As dengue fever symptoms can be flu-like, many patients self-medicate and their cases are not registered, say doctors in Paraguay. Every infected patient who is not under strict supervision and care may infect other people if mosquitoes bite him or her again.
And now haemorrhagic fever cases are appearing, which are more virulent, although not necessarily deadly.
There are four types of dengue virus. When a person contracts the disease, he or she develops immunity against the strain responsible for the infection, but becomes more vulnerable to the other serotypes. If that person is subsequently infected by another serotype of the virus, he or she may contract dengue haemorrhagic fever.
"The 1999-2000 regional epidemic of dengue fever was bad, but it was all classical dengue. Now we are also seeing cases of haemorrhagic fever," the head of the dengue unit in Hospital Muñiz in Buenos Aires, specialist in infectious diseases Dr. Alfredo Seijo, told IPS.
Cases of classical dengue have been recorded in Argentina since 1988, with peaks occurring in 1999 and 2004, when there were more dengue fever patients than this year. "Now we have seen 90 patients in Hospital Muñiz, and none of them were infected in Argentina," he said.
Before showing symptoms, these people had been in Paraguay, Bolivia or Brazil, where there are many more infected people. Aedes aegypti mosquitoes can be found in nearly all the northern and central provinces of Argentina, but only three out of a total of 172 patients acquired the infection from a local mosquito, the authorities said.
All three cases arose in the northeastern province of Formosa, which borders on Paraguay. "People travelling from a country where there is a major epidemic can unleash an outbreak here, or in other cities where they go," said Seijo, although he said the risk of contagion by mosquito bites in Buenos Aires was minimal.
In Uruguay, although Aedes aegypti mosquitoes have been found in six of its 19 departments, there had only been four dengue cases this year, all of whom had been infected abroad, director general of health at the Health Ministry, Jorge Basso, told IPS. He did not rule out a role for climate change in the spread of the disease.

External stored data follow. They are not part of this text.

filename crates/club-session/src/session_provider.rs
use crate::{RestoreOutcome, Result as SessionErrorResult, SessionStorage};

use club_auth::TokenValidator;
use club_core::{PersistedSession, Session, User};

use log::{debug, info, warn};

/// Single owner of the current [`Session`].
///
/// Every transition is applied to memory first and then mirrored to storage,
/// so the in-memory state is authoritative when the two disagree. All
/// mutations take `&mut self`; a guard check made after one returns always
/// sees the new state.
pub struct SessionProvider<S: SessionStorage> {
    storage: S,
    validator: TokenValidator,
    key: String,
    session: Session,
    revalidate_on_login: bool,
    outcome: Option<RestoreOutcome>,
}

impl<S: SessionStorage> SessionProvider<S> {
    /// Create a provider in the loading state. Call [`Self::restore`] next.
    pub fn new(storage: S, validator: TokenValidator, key: impl Into<String>) -> Self {
        Self {
            storage,
            validator,
            key: key.into(),
            session: Session::loading(),
            revalidate_on_login: false,
            outcome: None,
        }
    }

    /// Decode and expiry-check tokens passed to [`Self::login`].
    pub fn with_revalidate_on_login(mut self, enabled: bool) -> Self {
        self.revalidate_on_login = enabled;
        self
    }

    pub fn session(&self) -> &Session {
        &self.session
    }

    pub fn storage(&self) -> &S {
        &self.storage
    }

    pub fn storage_key(&self) -> &str {
        &self.key
    }

    /// Outcome of the initial restore, `None` until it has run.
    pub fn restore_outcome(&self) -> Option<RestoreOutcome> {
        self.outcome
    }

    /// Restore the session from durable storage using the current time.
    pub fn restore(&mut self) -> RestoreOutcome {
        self.restore_at(chrono::Utc::now().timestamp())
    }

    /// Restore the session from durable storage as of `now` (Unix seconds).
    ///
    /// Runs once. After the session has left the loading state, either through
    /// a previous restore or a login/logout, this is a no-op that reports the
    /// current state.
    pub fn restore_at(&mut self, now: i64) -> RestoreOutcome {
        if !self.session.is_loading {
            return self.outcome.unwrap_or(if self.session.is_authenticated {
                RestoreOutcome::Restored
            } else {
                RestoreOutcome::NoRecord
            });
        }

        let outcome = self.load_persisted(now);
        self.outcome = Some(outcome);
        outcome
    }

    fn load_persisted(&mut self, now: i64) -> RestoreOutcome {
        let raw = match self.storage.get(&self.key) {
            Ok(Some(raw)) => raw,
            Ok(None) => {
                info!("No persisted session under '{}'", self.key);
                self.session = Session::signed_out();
                return RestoreOutcome::NoRecord;
            }
            Err(e) if e.is_corrupt_record() => {
                warn!("Persisted session corrupted: {e}");
                self.purge();
                return RestoreOutcome::Corrupted;
            }
            Err(e) => {
                warn!("Persisted session unreadable, starting signed out: {e}");
                self.session = Session::signed_out();
                return RestoreOutcome::Unreadable;
            }
        };

        let record = match PersistedSession::parse(&raw) {
            Ok(record) => record,
            Err(e) => {
                warn!("Persisted session corrupted: {e}");
                self.purge();
                return RestoreOutcome::Corrupted;
            }
        };

        let claims = match self.validator.decode(&record.token) {
            Ok(claims) => claims,
            Err(e) => {
                warn!("Persisted credential undecodable: {e}");
                self.purge();
                return RestoreOutcome::Corrupted;
            }
        };

        if claims.is_expired_at(now) {
            info!(
                "Persisted credential for {} expired at {}",
                record.user.id, claims.exp
            );
            self.purge();
            return RestoreOutcome::Expired;
        }

        info!(
            "Restored session for {} ({})",
            record.user.id, record.user.role
        );
        self.session = Session::signed_in(record.token, record.user);
        RestoreOutcome::Restored
    }

    /// Drop the persisted record and fall back to signed out.
    fn purge(&mut self) {
        if let Err(e) = self.storage.remove(&self.key) {
            warn!("Failed to remove persisted session: {e}");
        }
        self.session = Session::signed_out();
    }

    /// Sign in with a freshly issued credential.
    pub fn login(&mut self, token: impl Into<String>, user: User) -> SessionErrorResult<()> {
        self.login_at(token, user, chrono::Utc::now().timestamp())
    }

    /// [`Self::login`] with an explicit clock, used when revalidation is on.
    pub fn login_at(
        &mut self,
        token: impl Into<String>,
        user: User,
        now: i64,
    ) -> SessionErrorResult<()> {
        let token = token.into();

        if self.revalidate_on_login {
            self.validator.decode_fresh(&token, now)?;
        }

        let json = PersistedSession::new(token.clone(), user.clone()).to_json()?;

        info!("Signed in as {} ({})", user.id, user.role);
        self.session = Session::signed_in(token, user);

        self.storage.set(&self.key, &json)?;
        Ok(())
    }

    /// Sign out. Safe to call without an active session.
    pub fn logout(&mut self) -> SessionErrorResult<()> {
        if let Some(user) = &self.session.user {
            info!("Signed out {}", user.id);
        }
        self.session = Session::signed_out();

        self.storage.remove(&self.key)?;
        Ok(())
    }

    /// Replace the current user, keeping the persisted credential.
    ///
    /// A persisted record is only rewritten when one exists; a signed-out
    /// session is never written back to storage.
    pub fn update_user(&mut self, user: User) -> SessionErrorResult<()> {
        self.session.user = Some(user.clone());

        let parsed = match self.storage.get(&self.key) {
            Ok(Some(raw)) => PersistedSession::parse(&raw).map_err(|e| e.to_string()),
            Ok(None) => {
                debug!("No persisted session, profile updated in memory only");
                return Ok(());
            }
            Err(e) if e.is_corrupt_record() => Err(e.to_string()),
            Err(e) => return Err(e.into()),
        };

        let token = match (parsed, &self.session.token) {
            (Ok(record), _) => record.token,
            (Err(e), Some(token)) => {
                warn!("Persisted session corrupted, rewriting from memory: {e}");
                token.clone()
            }
            (Err(e), None) => {
                warn!("Persisted session corrupted and no credential in memory, removing: {e}");
                self.storage.remove(&self.key)?;
                return Ok(());
            }
        };

        let json = PersistedSession::new(token, user).to_json()?;
        self.storage.set(&self.key, &json)?;

        debug!("Persisted profile update for '{}'", self.key);
        Ok(())
    }
}
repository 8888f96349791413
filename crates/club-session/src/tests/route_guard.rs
use crate::tests::{admin, member};
use crate::{Decision, RouteRequirement, guard};

use club_core::Session;

#[test]
fn given_loading_session_when_protected_route_then_loading_not_redirect() {
    let session = Session::loading();

    assert_eq!(
        guard(&session, RouteRequirement::Authenticated, "/perfil"),
        Decision::Loading
    );
    assert_eq!(
        guard(&session, RouteRequirement::Admin, "/admin"),
        Decision::Loading
    );
}

#[test]
fn given_signed_out_session_when_protected_route_then_redirect_carries_location() {
    let session = Session::signed_out();

    let decision = guard(&session, RouteRequirement::Authenticated, "/biblioteca");

    assert_eq!(
        decision,
        Decision::RedirectToLogin {
            from: "/biblioteca".to_string()
        }
    );
    assert_eq!(decision.status_code(), None);
}

#[test]
fn given_member_when_admin_route_then_forbidden_not_unauthorized() {
    let session = Session::signed_in("tok".to_string(), member());

    let decision = guard(&session, RouteRequirement::Admin, "/admin");

    assert_eq!(decision, Decision::Forbidden);
    assert_eq!(decision.status_code(), Some(403));
    assert_eq!(decision.title(), Some("Acceso denegado"));
}

#[test]
fn given_authenticated_without_user_when_admin_route_then_unauthorized() {
    let session = Session {
        user: None,
        token: Some("tok".to_string()),
        is_authenticated: true,
        is_loading: false,
    };

    let decision = guard(&session, RouteRequirement::Admin, "/admin");

    assert_eq!(decision, Decision::Unauthorized);
    assert_eq!(decision.status_code(), Some(401));
    assert!(decision.message().is_some());
}

#[test]
fn given_admin_when_admin_route_then_allow() {
    let session = Session::signed_in("tok".to_string(), admin());

    assert!(guard(&session, RouteRequirement::Admin, "/admin").is_allowed());
}

#[test]
fn given_member_when_authenticated_route_then_allow() {
    let session = Session::signed_in("tok".to_string(), member());

    assert_eq!(
        guard(&session, RouteRequirement::Authenticated, "/perfil"),
        Decision::Allow
    );
}

#[test]
fn given_any_session_when_public_route_then_allow() {
    for session in [
        Session::loading(),
        Session::signed_out(),
        Session::signed_in("tok".to_string(), member()),
    ] {
        assert_eq!(
            guard(&session, RouteRequirement::Public, "/calendario"),
            Decision::Allow
        );
    }
}

#[test]
fn test_route_requirement_is_protected() {
    assert!(!RouteRequirement::Public.is_protected());
    assert!(RouteRequirement::Authenticated.is_protected());
    assert!(RouteRequirement::Admin.is_protected());
    assert_eq!(RouteRequirement::default(), RouteRequirement::Public);
}

#[test]
fn test_labels() {
    assert_eq!(RouteRequirement::Admin.as_str(), "admin");
    assert_eq!(Decision::Forbidden.as_str(), "forbidden");
    assert_eq!(
        Decision::RedirectToLogin {
            from: "/perfil".to_string()
        }
        .as_str(),
        "redirect_to_login"
    );
}
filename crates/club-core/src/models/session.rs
use crate::{User, UserRole};

use serde::Serialize;

/// The client's current belief about who is signed in.
///
/// `is_authenticated` is only true while both `user` and `token` are present.
/// `is_loading` is true until the persisted record has been restored once.
#[derive(Debug, Clone, PartialEq, Eq, Serialize)]
pub struct Session {
    pub user: Option<User>,
    #[serde(skip_serializing)]
    pub token: Option<String>,
    pub is_authenticated: bool,
    pub is_loading: bool,
}

impl Session {
    /// Session before the persisted record has been read.
    pub fn loading() -> Self {
        Self {
            user: None,
            token: None,
            is_authenticated: false,
            is_loading: true,
        }
    }

    pub fn signed_out() -> Self {
        Self {
            user: None,
            token: None,
            is_authenticated: false,
            is_loading: false,
        }
    }

    pub fn signed_in(token: String, user: User) -> Self {
        Self {
            user: Some(user),
            token: Some(token),
            is_authenticated: true,
            is_loading: false,
        }
    }

    pub fn role(&self) -> Option<UserRole> {
        self.user.as_ref().map(|u| u.role)
    }
}

impl Default for Session {
    fn default() -> Self {
        Self::loading()
    }
}
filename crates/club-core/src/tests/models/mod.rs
mod persisted_session;
mod session;
mod user_role;
use crate::{ConfigError, ConfigErrorResult, DEFAULT_REVALIDATE_ON_LOGIN, DEFAULT_STORAGE_KEY};

use serde::Deserialize;

pub const MIN_JWT_SECRET_LENGTH: usize = 32;
pub const MAX_STORAGE_KEY_LENGTH: usize = 64;

#[derive(Debug, Clone, Deserialize)]
#[serde(default)]
pub struct AuthConfig {
    /// Key the persisted session record is stored under
    pub storage_key: String,
    /// When set, credentials must carry a valid HS256 signature
    pub jwt_secret: Option<String>,
    /// Decode and expiry-check the token handed to `login` before accepting it
    pub revalidate_on_login: bool,
}

impl Default for AuthConfig {
    fn default() -> Self {
        Self {
            storage_key: String::from(DEFAULT_STORAGE_KEY),
            jwt_secret: None,
            revalidate_on_login: DEFAULT_REVALIDATE_ON_LOGIN,
        }
    }
}

impl AuthConfig {
    pub fn validate(&self) -> ConfigErrorResult<()> {
        if self.storage_key.is_empty() || self.storage_key.len() > MAX_STORAGE_KEY_LENGTH {
            return Err(ConfigError::auth(format!(
                "auth.storage_key must be 1-{} characters",
                MAX_STORAGE_KEY_LENGTH
            )));
        }

        if !self
            .storage_key
            .chars()
            .all(|c| c.is_ascii_alphanumeric() || c == '_' || c == '-')
        {
            return Err(ConfigError::auth(
                "auth.storage_key may only contain letters, digits, '_' and '-'",
            ));
        }

        if let Some(secret) = &self.jwt_secret
            && secret.len() < MIN_JWT_SECRET_LENGTH
        {
            return Err(ConfigError::auth(format!(
                "auth.jwt_secret must be at least {} characters",
                MIN_JWT_SECRET_LENGTH
            )));
        }

        Ok(())
    }
}
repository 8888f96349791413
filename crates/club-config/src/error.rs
use std::panic::Location;
use std::path::PathBuf;
use std::result::Result as StdResult;

use error_location::ErrorLocation;
use thiserror::Error as ThisError;

#[derive(ThisError, Debug)]
pub enum ConfigError {
    #[error("{category} error: {message} {location}")]
    Generic {
        category: &'static str,
        message: String,
        location: ErrorLocation,
    },

    #[error("IO error reading {path}: {source}")]
    Io {
        path: PathBuf,
        #[source]
        source: std::io::Error,
    },

    #[error("TOML parse error in {path}: {source}")]
    Toml {
        path: PathBuf,
        #[source]
        source: toml::de::Error,
    },
}

impl ConfigError {
    /// Create an api error
    #[track_caller]
    pub fn api<S: Into<String>>(message: S) -> Self {
        Self::generic("Api", message)
    }

    /// Create an auth error
    #[track_caller]
    pub fn auth<S: Into<String>>(message: S) -> Self {
        Self::generic("Auth", message)
    }

    /// Create a config error
    #[track_caller]
    pub fn config<S: Into<String>>(message: S) -> Self {
        Self::generic("Config", message)
    }

    /// Create a storage error
    #[track_caller]
    pub fn storage<S: Into<String>>(message: S) -> Self {
        Self::generic("Storage", message)
    }

    /// Create a validation error
    #[track_caller]
    pub fn validation<S: Into<String>>(message: S) -> Self {
        Self::generic("Validation", message)
    }

    #[track_caller]
    fn generic<S: Into<String>>(category: &'static str, message: S) -> Self {
        ConfigError::Generic {
            category,
            message: message.into(),
            location: ErrorLocation::from(Location::caller()),
        }
    }
}

pub type ConfigErrorResult<T> = StdResult<T, ConfigError>;
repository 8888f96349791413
use crate::{Decision, RouteRequirement, guard};

use club_core::Session;

/// Path of the login view.
pub const LOGIN_PATH: &str = "/login";
/// Where a successful login lands when no original location was requested.
pub const DEFAULT_PATH: &str = "/";

/// A view declared by the site.
#[derive(Debug, Clone, PartialEq, Eq)]
pub struct Route {
    pub path: &'static str,
    pub name: &'static str,
    pub requirement: RouteRequirement,
}

/// Result of navigating to a path.
#[derive(Debug, Clone, PartialEq, Eq)]
pub enum Navigation {
    NotFound,
    Guarded { route: Route, decision: Decision },
}

impl Navigation {
    pub fn decision(&self) -> Option<&Decision> {
        match self {
            Self::NotFound => None,
            Self::Guarded { decision, .. } => Some(decision),
        }
    }
}

#[derive(Debug, Clone, Default)]
pub struct RouteTable {
    routes: Vec<Route>,
}

impl RouteTable {
    pub fn new() -> Self {
        Self::default()
    }

    /// The reading club site.
    pub fn club_default() -> Self {
        Self::new()
            .route("/", "home", RouteRequirement::Public)
            .route("/libro-del-mes", "book of the month", RouteRequirement::Public)
            .route("/calendario", "calendar", RouteRequirement::Public)
            .route("/biblioteca", "library", RouteRequirement::Authenticated)
            .route("/perfil", "profile", RouteRequirement::Authenticated)
            .route("/admin", "admin dashboard", RouteRequirement::Admin)
            .route(LOGIN_PATH, "login", RouteRequirement::Public)
    }

    pub fn route(
        mut self,
        path: &'static str,
        name: &'static str,
        requirement: RouteRequirement,
    ) -> Self {
        self.routes.retain(|r| r.path != path);
        self.routes.push(Route {
            path,
            name,
            requirement,
        });
        self
    }

    pub fn routes(&self) -> &[Route] {
        &self.routes
    }

    /// Find the route for `path`, ignoring a query string and trailing slashes.
    pub fn resolve(&self, path: &str) -> Option<&Route> {
        let normalized = normalize(path);
        self.routes.iter().find(|r| r.path == normalized)
    }

    /// Resolve `path` and run the guard against `session`.
    pub fn check(&self, session: &Session, path: &str) -> Navigation {
        match self.resolve(path) {
            None => Navigation::NotFound,
            Some(route) => Navigation::Guarded {
                route: route.clone(),
                decision: guard(session, route.requirement, path),
            },
        }
    }
}

fn normalize(path: &str) -> &str {
    let path = path.split(['?', '#']).next().unwrap_or(path);
    let trimmed = path.trim_end_matches('/');
    if trimmed.is_empty() { "/" } else { trimmed }
}
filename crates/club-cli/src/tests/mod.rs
mod cli;
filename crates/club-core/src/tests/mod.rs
mod models;
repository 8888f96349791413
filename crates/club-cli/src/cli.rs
use crate::commands::Commands;

use clap::Parser;

#[derive(Parser)]
#[command(name = "club")]
#[command(about = "Reading club session client")]
#[command(version)]
#[command(propagate_version = true)]
pub struct Cli {
    #[command(subcommand)]
    pub command: Commands,

    /// Login server URL (overrides api.base_url)
    #[arg(long, global = true)]
    pub server: Option<String>,

    /// Session storage directory, relative to the config directory (overrides storage.dir)
    #[arg(long, global = true)]
    pub storage_dir: Option<String>,

    /// Pretty-print JSON output
    #[arg(long, global = true)]
    pub pretty: bool,
}
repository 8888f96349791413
use crate::{Session, User, UserRole};

fn member() -> User {
    User {
        id: "1".to_string(),
        name: "Ana".to_string(),
        email: "ana@club.com".to_string(),
        role: UserRole::User,
    }
}

#[test]
fn given_default_session_then_loading_and_signed_out() {
    let session = Session::default();

    assert!(session.is_loading);
    assert!(!session.is_authenticated);
    assert!(session.user.is_none());
    assert!(session.token.is_none());
}

#[test]
fn given_signed_in_session_then_authenticated_with_role() {
    let session = Session::signed_in("tok".to_string(), member());

    assert!(session.is_authenticated);
    assert!(!session.is_loading);
    assert_eq!(session.role(), Some(UserRole::User));
}

#[test]
fn given_session_when_serialized_then_token_is_omitted() {
    let session = Session::signed_in("secret-token".to_string(), member());

    let json = serde_json::to_string(&session).unwrap();

    assert!(!json.contains("secret-token"));
    assert!(json.contains("ana@club.com"));
}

However, on Sunday Uruguay's health authorities confirmed the country's first case of domestically caught dengue fever in a 30-year-old construction worker living in Salto, a city 500 kilometres from the capital, Montevideo. This is Uruguay's first domestic case of dengue fever in 90 years.
Uruguay has activated Phase One of its dengue control plan. The patient has been isolated in a clinic, houses and parks in Salto are being fumigated to kill the mosquitoes, renewed efforts are being made to get rid of breeding sites, and health personnel are on the look-out for other potentially infected persons in Salto and elsewhere in the country.
This leaves Canada as the only country in the Americas with no domestic dengue infections.
Mosquitoes, with their potential for transmitting diseases, are "extremely sensitive to climate change," Argentine Health Minister Ginés González García said in early March on a visit to the Paraguayan border. "Winds, temperature and rainfall patterns are decisive factors in their distribution and abundance."
Seijo emphasised that outbreaks of dengue fever tend to coincide with El Niño, a periodic climate phenomenon associated with fluctuations of atmospheric pressure and surface temperature in the Pacific Ocean, which has hit Bolivia particularly hard this year.
Since the 1970s, as global temperatures have risen as a consequence of climate change, the storms, torrential rains and other extreme phenomena associated with El Niño have become more frequent, intense and persistent, experts say.
There is a risk that climate change may enlarge the geographical distribution of diseases like dengue fever, malaria, leishmaniasis or Chagas' disease, and that the breeding season of the vectors that transmit them may be prolonged.
* With additional reporting from Franz Chávez (La Paz), Mario Osava (Río de Janeiro) and Raúl Pierri (Montevideo).